Odplatil mi Hospodin podlé spravedlnosti mé, podlé čistoty rukou mých nahradil mi.
21 Want ik heb des HEEREN wegen gehouden, en ben van mijn God niet goddelooslijk afgegaan.
Nebo jsem ostříhal cest Hospodinových, aniž jsem se bezbožně strhl Boha svého.
22 Want al Zijn rechten waren voor mij, en Zijn inzettingen deed ik niet van mij weg.
Všickni zajisté soudové jeho jsou přede mnou, a ustanovení jeho neodložil jsem od sebe.
23 Maar ik was oprecht bij Hem, en ik wachtte mij voor mijn ongerechtigheid.
Nýbrž upřímě choval jsem se k němu, a vystříhal jsem se nepravosti své.
24 Zo gaf mij de HEERE weder naar mijn gerechtigheid, naar de reinigheid mijner handen, voor Zijn ogen.

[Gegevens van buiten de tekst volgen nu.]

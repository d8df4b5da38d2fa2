use std::collections::HashSet;
use std::sync::Arc;

use async_trait::async_trait;
use chrono::{DateTime, Utc};
use common::RequestContext;
use tokio::sync::RwLock;

use crate::dispatcher::EventDispatcher;
use crate::error::{EventStoreError, Result};
use crate::event::Event;
use crate::store::{AggregateSource, EventStore, EventStream, fill_meta_defaults};

/// In-memory event store for tests and single-process use.
///
/// Mirrors the PostgreSQL implementation's contract: validated atomic
/// batches, optimistic sequence checks, ordered reads, and fan-out
/// through the shared event dispatcher after commit.
#[derive(Clone, Default)]
pub struct InMemoryEventStore {
    events: Arc<RwLock<Vec<Event>>>,
    dispatcher: Arc<EventDispatcher>,
}

impl InMemoryEventStore {
    /// Creates an empty store with its own dispatcher.
    pub fn new() -> Self {
        Self::default()
    }

    /// Creates an empty store broadcasting through the given dispatcher.
    pub fn with_dispatcher(dispatcher: Arc<EventDispatcher>) -> Self {
        Self {
            events: Arc::new(RwLock::new(Vec::new())),
            dispatcher,
        }
    }

    /// The dispatcher persisted events are broadcast through.
    pub fn dispatcher(&self) -> &Arc<EventDispatcher> {
        &self.dispatcher
    }

    /// Returns the total number of committed events.
    pub async fn event_count(&self) -> usize {
        self.events.read().await.len()
    }

    /// Removes all committed events.
    pub async fn clear(&self) {
        self.events.write().await.clear();
    }
}

#[async_trait]
impl EventStore for InMemoryEventStore {
    async fn persist(
        &self,
        ctx: &RequestContext,
        aggregate: &mut dyn AggregateSource,
    ) -> Result<Vec<Event>> {
        if ctx.is_cancelled() {
            return Err(EventStoreError::Cancelled);
        }

        if aggregate.uncommitted_events().is_empty() {
            return Ok(Vec::new());
        }

        // Stage the batch: nothing is visible until every event passes
        // validation, matching the savepoint rollback of the SQL store.
        let mut staged: Vec<Event> = Vec::with_capacity(aggregate.uncommitted_events().len());
        for event in aggregate.uncommitted_events() {
            let mut event = event.clone();
            fill_meta_defaults(ctx, &mut event);
            event.validate()?;
            staged.push(event);
        }

        let root_id = staged[0].meta.root_id.clone();

        {
            let mut store = self.events.write().await;

            let actual = store
                .iter()
                .filter(|e| e.meta.root_id == root_id)
                .map(|e| e.meta.sequence_no)
                .max()
                .unwrap_or(0);

            if let Some(expected) = ctx.expected_sequence_no
                && expected != actual
            {
                return Err(EventStoreError::StaleSequence {
                    root_id,
                    expected,
                    actual,
                });
            }

            // Simulates the unique (root_id, sequence_no) constraint.
            if staged.iter().any(|e| e.meta.sequence_no <= actual) {
                return Err(EventStoreError::StaleSequence {
                    root_id,
                    expected: ctx.expected_sequence_no.unwrap_or(actual),
                    actual,
                });
            }

            store.extend(staged.iter().cloned());
        }

        aggregate.clear_uncommitted();
        metrics::counter!("event_store_events_persisted").increment(staged.len() as u64);

        for event in &staged {
            let errors = self.dispatcher.dispatch(event).await;
            if !errors.is_empty() {
                tracing::error!(
                    event_id = %event.id,
                    error_count = errors.len(),
                    "subscriber errors during event fan-out"
                );
            }
        }

        Ok(staged)
    }

    async fn get_by_aggregate(&self, root_id: &str) -> Result<Vec<Event>> {
        let store = self.events.read().await;
        let mut events: Vec<_> = store
            .iter()
            .filter(|e| e.meta.root_id == root_id)
            .cloned()
            .collect();
        events.sort_by_key(|e| e.meta.sequence_no);
        Ok(events)
    }

    async fn get_by_entity_and_aggregate(
        &self,
        entity_id: &str,
        entity_type: &str,
        root_id: &str,
    ) -> Result<Vec<Event>> {
        let store = self.events.read().await;
        let mut events: Vec<_> = store
            .iter()
            .filter(|e| {
                e.meta.entity_id == entity_id
                    && e.meta.entity_type == entity_type
                    && e.meta.root_id == root_id
            })
            .cloned()
            .collect();
        events.sort_by_key(|e| e.meta.sequence_no);
        Ok(events)
    }

    async fn get_by_aggregate_and_sequence_range(
        &self,
        root_id: &str,
        start: i64,
        end: i64,
    ) -> Result<Vec<Event>> {
        let store = self.events.read().await;
        let mut events: Vec<_> = store
            .iter()
            .filter(|e| {
                e.meta.root_id == root_id
                    && e.meta.sequence_no >= start
                    && e.meta.sequence_no <= end
            })
            .cloned()
            .collect();
        events.sort_by_key(|e| e.meta.sequence_no);
        Ok(events)
    }

    async fn get_aggregate_sequence_number(&self, root_id: &str) -> Result<i64> {
        let store = self.events.read().await;
        Ok(store
            .iter()
            .filter(|e| e.meta.root_id == root_id)
            .map(|e| e.meta.sequence_no)
            .max()
            .unwrap_or(0))
    }

    async fn stream_all(&self, since: Option<DateTime<Utc>>) -> Result<EventStream> {
        use futures_util::stream;

        let store = self.events.read().await;
        let mut events: Vec<_> = store
            .iter()
            .filter(|e| since.is_none_or(|s| e.meta.created >= s))
            .cloned()
            .collect();
        events.sort_by(|a, b| a.meta.created.cmp(&b.meta.created).then(a.id.cmp(&b.id)));

        Ok(Box::pin(stream::iter(events.into_iter().map(Ok))))
    }

    async fn migrate(&self, _ctx: &RequestContext) -> Result<()> {
        Ok(())
    }

    async fn remove(&self, events: &[Event]) -> Result<()> {
        let ids: HashSet<_> = events.iter().map(|e| e.id).collect();
        self.events.write().await.retain(|e| !ids.contains(&e.id));
        Ok(())
    }
}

Protož odplatil mi Hospodin podlé spravedlnosti mé, podlé čistoty rukou mých, kteráž jest před očima jeho.
25 Bij den goedertierene houdt Gij U goedertieren, bij den oprechten man houdt Gij U oprecht.
Ty, Pane, s milosrdným milosrdně nakládáš, a k člověku upřímému upřímě se máš.
26 Bij den reine houdt Gij U rein, maar bij den verkeerde bewijst Gij U een Worstelaar.
K sprostnému sprostně se ukazuješ, a s převráceným převráceně zacházíš.
27 Want Gij verlost het bedrukte volk, maar de hoge ogen vernedert Gij.
Lid pak ssoužený vysvobozuješ, a oči vysoké snižuješ.
28 Want Gij doet mijn lamp lichten; de HEERE, mijn God, doet mijn duisternis opklaren.
Ty zajisté rozsvěcuješ svíci mou; Hospodin Bůh můj osvěcuje temnosti mé.
29 Want met U loop ik door een bende, en met mijn God spring ik over een muur.
Nebo v tobě proběhl jsem vojsko, a v Bohu svém přeskočil jsem i zed.
30 Gods weg is volmaakt; de rede des HEEREN is doorlouterd; Hij is een Schild allen, die op Hem betrouwen.
Boha tohoto silného cesta jest dokonalá, výmluvnosti Hospodinovy jsou přečištěné, onť jest štít všech, kteříž v něho doufají.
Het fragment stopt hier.